Outro desafio é em relação à interoperabilidade dos softwares de diversos fabricantes. “Fazer com que eles conversem entre si terá um grande impacto nos custos dos negócios.” Ele estima que a economia possa superar trilhões de dólares.

O vice-presidente de Vendas e Inovação da SAP Brasil, Valsoir Tronchin, aponta que estamos entrando em uma nova era, marcada pela hiperconectividade – “é uma nova vila global” -; pela supercomputação – com a ampla disponibilidade de dados – e pela computação em nuvem – o que possibilita fazer fora das empresas o que antes era feito dentro delas.
Este cenário muda a percepção em relação ao erro. “O custo dele e do experimento é baixo”, disse o executivo da SAP. Ele destaca, por exemplo, que a prototipação apresentou uma brutal queda nas últimas décadas. Uma das principais preocupações vai ser com a segurança cibernética. “A confiança vai ser, cada vez mais, o ativo mais importante das empresas e da nova economia.”

O diretor-regional do Senai-SC e coordenador do Centro de Competência em Manufatura do Instituto Tecnológico de Aeronáutica (ITA), Jefferson de Oliveira Gomes, disse que o principal impacto corporativo desta quarta revolução industrial será uma indústria muito mais moderna, com custos de investimento menores em máquinas e equipamentos. “Elas estão mais baratas.

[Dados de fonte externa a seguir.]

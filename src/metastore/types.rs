use super::hash::{FunctionId, LocationId, MappingId};
use serde::{Deserialize, Serialize};

/// A loaded binary or shared object region.
#[derive(Debug, Clone, Default, PartialEq, Eq, Serialize, Deserialize)]
pub struct Mapping {
    pub start: u64,
    pub limit: u64,
    pub offset: u64,
    pub build_id: String,
    pub file: String,
    pub has_functions: bool,
    pub has_filenames: bool,
    pub has_line_numbers: bool,
    pub has_inline_frames: bool,
}

#[derive(Debug, Clone, PartialEq, Eq, Serialize)]
pub(crate) struct MappingKey<'a> {
    size: u64,
    offset: u64,
    build_id: &'a str,
    file: &'a str,
}

impl Mapping {
    /// Two mappings of the same object loaded at different base addresses share
    /// a key, hence the size instead of the absolute range.
    pub(crate) fn key(&self) -> MappingKey<'_> {
        MappingKey {
            size: self.limit.saturating_sub(self.start),
            offset: self.offset,
            build_id: &self.build_id,
            file: &self.file,
        }
    }
}

#[derive(Debug, Clone, Default, PartialEq, Eq, Serialize, Deserialize)]
pub struct Function {
    pub name: String,
    pub system_name: String,
    pub filename: String,
    pub start_line: i64,
}

#[derive(Debug, Clone, PartialEq, Eq, Serialize)]
pub(crate) struct FunctionKey<'a> {
    name: &'a str,
    filename: &'a str,
    start_line: i64,
}

impl Function {
    pub(crate) fn key(&self) -> FunctionKey<'_> {
        FunctionKey {
            name: &self.name,
            filename: &self.filename,
            start_line: self.start_line,
        }
    }
}

/// One (possibly inlined) frame of a location.
#[derive(Debug, Clone, Copy, PartialEq, Eq, Hash, Serialize, Deserialize)]
pub struct Line {
    pub function_id: FunctionId,
    pub line: i64,
}

/// An instruction address, with its inlined frames ordered leaf-most first.
#[derive(Debug, Clone, PartialEq, Eq, Serialize, Deserialize)]
pub struct Location {
    pub mapping_id: Option<MappingId>,
    pub address: u64,
    pub lines: Vec<Line>,
}

#[derive(Debug, Clone, PartialEq, Eq, Serialize)]
pub(crate) struct LocationKey<'a> {
    mapping_id: Option<MappingId>,
    address: u64,
    lines: &'a [Line],
}

impl Location {
    pub(crate) fn key(&self) -> LocationKey<'_> {
        LocationKey {
            mapping_id: self.mapping_id,
            address: self.address,
            lines: &self.lines,
        }
    }
}

/// Call stack of one sample, leaf location first.
#[derive(Debug, Clone, PartialEq, Eq, Serialize, Deserialize)]
pub struct Stacktrace {
    pub location_ids: Vec<LocationId>,
}

impl Stacktrace {
    pub(crate) fn key(&self) -> &[LocationId] {
        &self.location_ids
    }
}
use super::tree::Tree;
use crate::querypb::{Flamegraph, FlamegraphNode, FlamegraphRootNode};

pub fn flamegraph(tree: &Tree, unit: &str) -> Flamegraph {
    let root = tree.root();
    Flamegraph {
        root: Some(FlamegraphRootNode {
            cumulative: root.cumulative,
            diff: root.diff,
            children: root.children.iter().map(|&c| node(tree, c)).collect(),
        }),
        total: root.cumulative,
        unit: unit.to_string(),
        height: tree.height() as i32,
    }
}

fn node(tree: &Tree, idx: usize) -> FlamegraphNode {
    let n = tree.node(idx);
    FlamegraphNode {
        meta: n.frame.as_ref().map(|f| f.meta()),
        cumulative: n.cumulative,
        diff: n.diff,
        children: n.children.iter().map(|&c| node(tree, c)).collect(),
    }
}
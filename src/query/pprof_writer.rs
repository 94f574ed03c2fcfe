use super::merge::StacktraceTable;
use super::resolve::Resolved;
use crate::error::Result;
use crate::metastore::{FunctionId, LocationId, MappingId, StacktraceId};
use crate::pprofpb;
use crate::profile::Meta;
use std::collections::HashMap;

/// Rebuilds a pprof document from an aggregated stacktrace table.
///
/// Entities are numbered in first-use order; every string is interned once.
pub(crate) struct PprofWriter<'a> {
    resolved: &'a Resolved,
    res: pprofpb::Profile,
    mapping_by_id: HashMap<MappingId, u64>,
    function_by_id: HashMap<FunctionId, u64>,
    location_by_id: HashMap<LocationId, u64>,
    string_table_index: HashMap<String, i64>,
}

impl<'a> PprofWriter<'a> {
    pub(crate) fn new(meta: Option<&Meta>, resolved: &'a Resolved) -> Self {
        let meta = meta.cloned().unwrap_or_default();
        let res = pprofpb::Profile {
            string_table: vec!["".to_string()],
            time_nanos: meta.timestamp,
            duration_nanos: meta.duration,
            period: meta.period,
            ..Default::default()
        };

        let mut w = Self {
            resolved,
            res,
            mapping_by_id: HashMap::new(),
            function_by_id: HashMap::new(),
            location_by_id: HashMap::new(),
            string_table_index: HashMap::from([("".into(), 0)]),
        };

        w.res.period_type = Some(pprofpb::ValueType {
            r#type: w.string(&meta.period_type.type_),
            unit: w.string(&meta.period_type.unit),
        });

        w.res.sample_type = vec![pprofpb::ValueType {
            r#type: w.string(&meta.sample_type.type_),
            unit: w.string(&meta.sample_type.unit),
        }];

        w
    }

    fn string(&mut self, s: &str) -> i64 {
        if let Some(idx) = self.string_table_index.get(s) {
            return *idx;
        }

        let idx = self.res.string_table.len() as i64;
        self.res.string_table.push(s.to_string());
        self.string_table_index.insert(s.to_string(), idx);
        idx
    }

    fn mapping(&mut self, id: MappingId) -> Result<u64> {
        if let Some(pprof_id) = self.mapping_by_id.get(&id) {
            return Ok(*pprof_id);
        }

        let m = Resolved::mapping(self.resolved, &id)?;
        let pprof_id = self.res.mapping.len() as u64 + 1;
        let mapping = pprofpb::Mapping {
            id: pprof_id,
            memory_start: m.start,
            memory_limit: m.limit,
            file_offset: m.offset,
            filename: self.string(&m.file),
            build_id: self.string(&m.build_id),
            has_functions: m.has_functions,
            has_filenames: m.has_filenames,
            has_line_numbers: m.has_line_numbers,
            has_inline_frames: m.has_inline_frames,
        };
        self.res.mapping.push(mapping);
        self.mapping_by_id.insert(id, pprof_id);
        Ok(pprof_id)
    }

    fn function(&mut self, id: FunctionId) -> Result<u64> {
        if let Some(pprof_id) = self.function_by_id.get(&id) {
            return Ok(*pprof_id);
        }

        let f = Resolved::function(self.resolved, &id)?;
        let pprof_id = self.res.function.len() as u64 + 1;
        let function = pprofpb::Function {
            id: pprof_id,
            name: self.string(&f.name),
            system_name: self.string(&f.system_name),
            filename: self.string(&f.filename),
            start_line: f.start_line,
        };
        self.res.function.push(function);
        self.function_by_id.insert(id, pprof_id);
        Ok(pprof_id)
    }

    fn location(&mut self, id: LocationId) -> Result<u64> {
        if let Some(pprof_id) = self.location_by_id.get(&id) {
            return Ok(*pprof_id);
        }

        let l = Resolved::location(self.resolved, &id)?;
        let mapping_id = match l.mapping_id {
            Some(m) => self.mapping(m)?,
            None => 0,
        };
        let mut line = Vec::with_capacity(l.lines.len());
        for ln in l.lines.iter() {
            line.push(pprofpb::Line {
                function_id: self.function(ln.function_id)?,
                line: ln.line,
            });
        }

        let pprof_id = self.res.location.len() as u64 + 1;
        self.res.location.push(pprofpb::Location {
            id: pprof_id,
            mapping_id,
            address: l.address,
            line,
            is_folded: false,
        });
        self.location_by_id.insert(id, pprof_id);
        Ok(pprof_id)
    }

    pub(crate) fn write_sample(&mut self, id: StacktraceId, value: i64) -> Result<()> {
        let stacktrace = Resolved::stacktrace(self.resolved, &id)?;
        let mut location_id = Vec::with_capacity(stacktrace.location_ids.len());
        for l in stacktrace.location_ids.iter() {
            location_id.push(self.location(*l)?);
        }

        self.res.sample.push(pprofpb::Sample {
            location_id,
            value: vec![value],
            label: vec![],
        });
        Ok(())
    }

    pub(crate) fn finish(self) -> pprofpb::Profile {
        self.res
    }
}

/// The table as a pprof document. Diff tables are written as `b - a` per
/// stacktrace. Zero-valued rows are left out.
pub(crate) fn write_pprof(table: &StacktraceTable, resolved: &Resolved) -> Result<pprofpb::Profile> {
    let mut w = PprofWriter::new(table.meta(), resolved);
    for (id, totals) in table.sorted() {
        let value = if table.is_diff() {
            totals.diff
        } else {
            totals.value
        };
        if value != 0 {
            w.write_sample(id, value)?;
        }
    }
    Ok(w.finish())
}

O preço dos robôs vem caindo, em média, 10% ao ano.” 

Uma das principais mudanças que esta nova revolução industrial vai gerar é o fortalecimento das cadeias de suprimentos. “Atualmente, no Brasil, elas são bem frágeis”, afirma o especialista. Segundo ele, vai ser preciso um novo arcabouço regulatório, uma vez que há uma tendência à uberização dos serviços.

Assim como Hahn Filho, da Pollux Automation, Gomes está preocupado com a situação da mão de obra. “65% das crianças de hoje executarão empregos que não existem hoje”, disse o executivo do Senai-SC. É necessário integrar o que se aprende nas escolas à necessidade das empresas. “Daqui para frente não vai adiantar só ter um conhecimento específico. É preciso uma aprendizagem baseada em problemas e projetos. O modelo atual de formação para a indústria acabou.”

Para Reinaldo Lorenzato, diretor de soluções na Hewlett Packard Enterprise, a matéria-prima desta nova era industrial vai ser a informação. “A padronização vai dar lugar à personalização; a produção em série vai dar espaço à individualização.” Um novo padrão industrial deverá ser estabelecido. O executivo da multinacional destaca que grande parte dos produtos atualmente feitos pela indústria poderá ser feito fora dela. “Um dos vetores desta mudança é o barateamento da impressão 3D e o aperfeiçoamento desta tecnologia.” Atualmente, de acordo com ele, é possível imprimir com mais de 1.200 materiais e combinações de elementos.

Os reflexos se estenderão da indústria para outros segmentos. “Teremos um varejo diferente, uma logística diferente, uma cadeia de valores diferente. Enfim, a economia, tanto no nível micro, quanto no macro, passará por mudanças.”